Für die Studie "The Dark Side of Cyberspace" wurden zwei Halbleiterproduktionsfirmen in Guangdong untersucht. Die chinesische Provinz gilt als größter Hersteller von IT-Bauteilen in der Welt. Dort befinden sich ein Drittel der rund 130 Millionen chinesischen Wanderarbeiter. Die Untersuchung beruht auf einer zwischen Juni und September durchgeführten Befragung von 45 Mitarbeitern aus den Fabriken Excelsior Electronics in Dongguan und Compeq Technoloy in Huizhou. Excelsior gehört zum Konzern PC Partner in Hongkong und beschäftigt rund 4000 Angestellte. Die Zentrale der etwa 7000 Arbeiter zählenden Compeq-Fabrik ist in Taiwan. Zu den Abnehmern beider Firmen gehören laut SACOM der deutsch-japanische Konzern Fujitsu Siemens, der Excelsior 2007 den Status eines "bevorzugten Zulieferers" zuerkannt habe, sowie Dell, Lenovo, Apple, Sony, Intel, AMD, Motorola und Nokia.

In den Fabriken wird laut SACOM-Koordinatorin Jenny Chan internationales wie nationales Arbeitsrecht missachtet. Demnach werden Arbeitsverträge nicht ausgehändigt, der gesetzliche Mindestlohn in Guangdong von 770 Yuan (etwa 78 Euro) pro Monat durch zahlreiche erzwungene Überstunden unterlaufen. Die Arbeitszeiten betrügen bis zu 70 Stunden pro Woche und dauerten faktisch gerade in den Hochproduktionsmonaten Juli bis Dezember von etwa 8 Uhr morgens bis in den späten Abend hinein. Die Wanderarbeiter seien in Schlafsälen mit bis zu 14 Personen direkt auf dem Fabrikgelände untergebracht, sodass es zu einem fließenden Übergang zwischen Arbeit und Schlafen komme. Freizeit gebe es praktisch nicht. Bei der Fertigung kämen die Fließbandarbeiter mit giftigen Chemikalien wie Schwefel- und Salpetersäure in Berührung. Die Angestellten unterlägen ferner autoritären Verhaltensvorschriften. So schreibe Compeq einen militärischen Haarschnitt und das Exerzieren auf dem Fabrikgelände vor.

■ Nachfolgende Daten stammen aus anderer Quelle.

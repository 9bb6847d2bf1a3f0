//! Block checksums.
//!
//! Every persistent structure stores a CRC32C of the block tail (bytes
//! 4..4096) in its first word, XORed with a per-structure salt so blocks
//! of one kind can never pass for another.

use cmt_types::MD_BLOCK_SIZE;

/// Compute the salted checksum over a whole metadata block.
#[must_use]
pub fn block_checksum(data: &[u8], salt: u32) -> u32 {
    crc32c::crc32c(&data[4..]) ^ salt
}

/// Stamp the checksum into the block's first word.
pub fn stamp_checksum(data: &mut [u8], salt: u32) {
    debug_assert_eq!(data.len(), MD_BLOCK_SIZE);
    let csum = block_checksum(data, salt);
    data[0..4].copy_from_slice(&csum.to_le_bytes());
}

Chan berichtete von einer 19-Jährigen, die sich beschwert habe: "Ich arbeite wie eine Maschine und mein Gehirn ist eingerostet." Durch die globale Finanzkrise werde die Situation verschärft, da in der ganzen Region Tausende der modernen Fabriksklaven von heute auf morgen entlassen und entgegen der Vorschriften mit einem Hungergeld abgespeist würden. Es komme daher verstärkt zu spontanen Protestkundgebungen, wobei schon die amtliche Statistik von mindestens einem Streik pro Tag mit mehr als 1000 Beteiligten in Guangdong ausgehe. Die Arbeitsbedingungen sähen zwar nicht in allen Fabriken genauso aus, schloss Chan ihre Darstellung, sie seien aber mit verschiedenen Fertigungsstätten in der Halbleiterindustrie in der Provinz vergleichbar.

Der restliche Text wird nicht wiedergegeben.